**Assignment**
Would you print every entry exactly as it appears?

== Exercise data

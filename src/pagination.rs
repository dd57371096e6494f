//! Cursor-driven walk over every page of an issue search.
//!
//! [`IssuePager`] is a small state machine: each call to
//! [`IssuePager::next_page`] issues exactly one request and moves the pager
//! from `Requesting` to `Requesting` (more pages), `Done` or `Failed`.
//! [`fetch_all`] drives it to completion. Issues gathered so far are only
//! handed out once the pager reaches `Done`, so a failure on any page
//! yields an error and nothing else.

use serde_json::json;
use tokio_util::sync::CancellationToken;
use tracing::{debug, info, warn};

use crate::client::{GraphQLRequest, Transport};
use crate::constants::{ISSUE_FIELDS, PAGE_SIZE};
use crate::error::{SearchError, SearchResult};
use crate::filtering::search::{build_search_filter, ListOptions, TimeRange};
use crate::models::{Issues, SearchData};

/// The search document, selecting only the issue branch of each node.
pub fn search_issues_query() -> String {
    format!(
        r#"
        query($query: String!, $cursor: String, $first: Int!) {{
            search(query: $query, type: ISSUE, first: $first, after: $cursor) {{
                nodes {{
                    __typename
                    ... on Issue {{{}}}
                }}
                pageInfo {{
                    hasNextPage
                    endCursor
                }}
            }}
        }}
    "#,
        ISSUE_FIELDS
    )
}

#[derive(Debug, Clone, PartialEq, Eq)]
pub enum PageState {
    /// Ready to request the page after `cursor` (`None` for the first page).
    Requesting { cursor: Option<String> },
    Done,
    Failed,
}

/// Outcome of a successful page request.
#[derive(Debug, Clone, PartialEq, Eq)]
pub enum PageStep {
    HasMore(String),
    Done,
}

pub struct IssuePager<'a, T: Transport + ?Sized> {
    transport: &'a T,
    query: String,
    filter: String,
    state: PageState,
    pages: usize,
    issues: Issues,
}

impl<'a, T: Transport + ?Sized> IssuePager<'a, T> {
    pub fn new(transport: &'a T, filter: impl Into<String>) -> Self {
        Self {
            transport,
            query: search_issues_query(),
            filter: filter.into(),
            state: PageState::Requesting { cursor: None },
            pages: 0,
            issues: Vec::new(),
        }
    }

    pub fn filter(&self) -> &str {
        &self.filter
    }

    pub fn state(&self) -> &PageState {
        &self.state
    }

    pub fn pages_fetched(&self) -> usize {
        self.pages
    }

    /// Issues accumulated so far, for inspection only.
    pub fn issues_so_far(&self) -> usize {
        self.issues.len()
    }

    /// Request the next page and fold its issues into the accumulator.
    ///
    /// Fails with `StateError` unless the pager is `Requesting`. Any other
    /// failure moves the pager to `Failed` and discards what was gathered.
    pub async fn next_page(&mut self, cancel: &CancellationToken) -> SearchResult<PageStep> {
        let cursor = match &self.state {
            PageState::Requesting { cursor } => cursor.clone(),
            PageState::Done => {
                return Err(SearchError::StateError("search already finished".to_string()))
            }
            PageState::Failed => {
                return Err(SearchError::StateError("search already failed".to_string()))
            }
        };
        let page = self.pages + 1;

        let result = self.request(&cursor, cancel).await;
        match result {
            Ok(data) => {
                let connection = data.search;
                let page_info = connection.page_info.clone();
                let issues = connection.into_issues();
                debug!(
                    page,
                    items = issues.len(),
                    has_next_page = page_info.has_next_page,
                    "fetched search page"
                );

                self.pages = page;
                self.issues.extend(issues);

                if !page_info.has_next_page {
                    self.state = PageState::Done;
                    return Ok(PageStep::Done);
                }

                match page_info.end_cursor {
                    Some(next) => {
                        self.state = PageState::Requesting {
                            cursor: Some(next.clone()),
                        };
                        Ok(PageStep::HasMore(next))
                    }
                    None => Err(self.fail(
                        page,
                        cursor,
                        SearchError::GraphQLError(
                            "hasNextPage is true but endCursor is missing".to_string(),
                        ),
                    )),
                }
            }
            Err(e) => Err(self.fail(page, cursor, e)),
        }
    }

    async fn request(
        &self,
        cursor: &Option<String>,
        cancel: &CancellationToken,
    ) -> SearchResult<SearchData> {
        let request = GraphQLRequest::new(
            self.query.as_str(),
            json!({
                "query": self.filter,
                "cursor": cursor,
                "first": PAGE_SIZE,
            }),
        );

        let data = tokio::select! {
            biased;
            _ = cancel.cancelled() => return Err(SearchError::Cancelled),
            result = self.transport.query(&request) => result?,
        };

        Ok(serde_json::from_value(data)?)
    }

    fn fail(&mut self, page: usize, cursor: Option<String>, source: SearchError) -> SearchError {
        warn!(page, cursor = cursor.as_deref().unwrap_or("<none>"), error = %source, "search page failed");
        self.state = PageState::Failed;
        self.issues = Vec::new();
        SearchError::PageFetch {
            page,
            cursor,
            source: Box::new(source),
        }
    }

    /// Hand over the accumulated issues once every page has been read.
    pub fn finish(self) -> SearchResult<Issues> {
        match self.state {
            PageState::Done => Ok(self.issues),
            PageState::Requesting { .. } => Err(SearchError::StateError(
                "search has more pages to fetch".to_string(),
            )),
            PageState::Failed => Err(SearchError::StateError("search failed".to_string())),
        }
    }
}

/// Fetch every issue matching `opts` within `range`, in server order.
pub async fn fetch_all<T: Transport + ?Sized>(
    transport: &T,
    opts: &ListOptions,
    range: &TimeRange,
    cancel: &CancellationToken,
) -> SearchResult<Issues> {
    let filter = build_search_filter(opts, range);
    debug!(filter = %filter, "starting issue search");

    let mut pager = IssuePager::new(transport, filter);
    while let PageStep::HasMore(_) = pager.next_page(cancel).await? {}

    let pages = pager.pages_fetched();
    let issues = pager.finish()?;
    info!(
        owner = %opts.owner,
        repository = %opts.repository,
        pages,
        issues = issues.len(),
        "issue search complete"
    );
    Ok(issues)
}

====

**Your solution**
filename src/pagination.rs
repository dd57371096e6494f
//! Cursor-driven walk over every page of an issue search.
//!
//! [`IssuePager`] is a small state machine: each call to
//! [`IssuePager::next_page`] issues exactly one request and moves the pager
//! from `Requesting` to `Requesting` (more pages), `Done` or `Failed`.
//! [`fetch_all`] drives it to completion. Issues gathered so far are only
//! handed out once the pager reaches `Done`, so a failure on any page
//! yields an error and nothing else.

use serde_json::json;
use tokio_util::sync::CancellationToken;
use tracing::{debug, info, warn};

use crate::client::{GraphQLRequest, Transport};
use crate::constants::{ISSUE_FIELDS, PAGE_SIZE};
use crate::error::{SearchError, SearchResult};
use crate::filtering::search::{build_search_filter, ListOptions, TimeRange};
use crate::models::{Issues, SearchData};

/// The search document, selecting only the issue branch of each node.
pub fn search_issues_query() -> String {
    format!(
        r#"
        query($query: String!, $cursor: String, $first: Int!) {{
            search(query: $query, type: ISSUE, first: $first, after: $cursor) {{
                nodes {{
                    __typename
                    ... on Issue {{{}}}
                }}
                pageInfo {{
                    hasNextPage
                    endCursor
                }}
            }}
        }}
    "#,
        ISSUE_FIELDS
    )
}

#[derive(Debug, Clone, PartialEq, Eq)]
pub enum PageState {
    /// Ready to request the page after `cursor` (`None` for the first page).
    Requesting { cursor: Option<String> },
    Done,
    Failed,
}

/// Outcome of a successful page request.
#[derive(Debug, Clone, PartialEq, Eq)]
pub enum PageStep {
    HasMore(String),
    Done,
}

pub struct IssuePager<'a, T: Transport + ?Sized> {
    transport: &'a T,
    query: String,
    filter: String,
    state: PageState,
    pages: usize,
    issues: Issues,
}

impl<'a, T: Transport + ?Sized> IssuePager<'a, T> {
    pub fn new(transport: &'a T, filter: impl Into<String>) -> Self {
        Self {
            transport,
            query: search_issues_query(),
            filter: filter.into(),
            state: PageState::Requesting { cursor: None },
            pages: 0,
            issues: Vec::new(),
        }
    }

    pub fn filter(&self) -> &str {
        &self.filter
    }

    pub fn state(&self) -> &PageState {
        &self.state
    }

    pub fn pages_fetched(&self) -> usize {
        self.pages
    }

    /// Issues accumulated so far, for inspection only.
    pub fn issues_so_far(&self) -> usize {
        self.issues.len()
    }

    /// Request the next page and fold its issues into the accumulator.
    ///
    /// Fails with `StateError` unless the pager is `Requesting`. Any other
    /// failure moves the pager to `Failed` and discards what was gathered.
    pub async fn next_page(&mut self, cancel: &CancellationToken) -> SearchResult<PageStep> {
        let cursor = match &self.state {
            PageState::Requesting { cursor } => cursor.clone(),
            PageState::Done => {
                return Err(SearchError::StateError("search already finished".to_string()))
            }
            PageState::Failed => {
                return Err(SearchError::StateError("search already failed".to_string()))
            }
        };
        let page = self.pages + 1;

        let result = self.request(&cursor, cancel).await;
        match result {
            Ok(data) => {
                let connection = data.search;
                let page_info = connection.page_info.clone();
                let issues = connection.into_issues();
                debug!(
                    page,
                    items = issues.len(),
                    has_next_page = page_info.has_next_page,
                    "fetched search page"
                );

                self.pages = page;
                self.issues.extend(issues);

                if !page_info.has_next_page {
                    self.state = PageState::Done;
                    return Ok(PageStep::Done);
                }

                match page_info.end_cursor {
                    Some(next) => {
                        self.state = PageState::Requesting {
                            cursor: Some(next.clone()),
                        };
                        Ok(PageStep::HasMore(next))
                    }
                    None => Err(self.fail(
                        page,
                        cursor,
                        SearchError::GraphQLError(
                            "hasNextPage is true but endCursor is missing".to_string(),
                        ),
                    )),
                }
            }
            Err(e) => Err(self.fail(page, cursor, e)),
        }
    }

    async fn request(
        &self,
        cursor: &Option<String>,
        cancel: &CancellationToken,
    ) -> SearchResult<SearchData> {
        let request = GraphQLRequest::new(
            self.query.as_str(),
            json!({
                "query": self.filter,
                "cursor": cursor,
                "first": PAGE_SIZE,
            }),
        );

        let data = tokio::select! {
            biased;
            _ = cancel.cancelled() => return Err(SearchError::Cancelled),
            result = self.transport.query(&request) => result?,
        };

        Ok(serde_json::from_value(data)?)
    }

    fn fail(&mut self, page: usize, cursor: Option<String>, source: SearchError) -> SearchError {
        warn!(page, cursor = cursor.as_deref().unwrap_or("<none>"), error = %source, "search page failed");
        self.state = PageState::Failed;
        self.issues = Vec::new();
        SearchError::PageFetch {
            page,
            cursor,
            source: Box::new(source),
        }
    }

    /// Hand over the accumulated issues once every page has been read.
    pub fn finish(self) -> SearchResult<Issues> {
        match self.state {
            PageState::Done => Ok(self.issues),
            PageState::Requesting { .. } => Err(SearchError::StateError(
                "search has more pages to fetch".to_string(),
            )),
            PageState::Failed => Err(SearchError::StateError("search failed".to_string())),
        }
    }
}

/// Fetch every issue matching `opts` within `range`, in server order.
pub async fn fetch_all<T: Transport + ?Sized>(
    transport: &T,
    opts: &ListOptions,
    range: &TimeRange,
    cancel: &CancellationToken,
) -> SearchResult<Issues> {
    let filter = build_search_filter(opts, range);
    debug!(filter = %filter, "starting issue search");

    let mut pager = IssuePager::new(transport, filter);
    while let PageStep::HasMore(_) = pager.next_page(cancel).await? {}

    let pages = pager.pages_fetched();
    let issues = pager.finish()?;
    info!(
        owner = %opts.owner,
        repository = %opts.repository,
        pages,
        issues = issues.len(),
        "issue search complete"
    );
    Ok(issues)
}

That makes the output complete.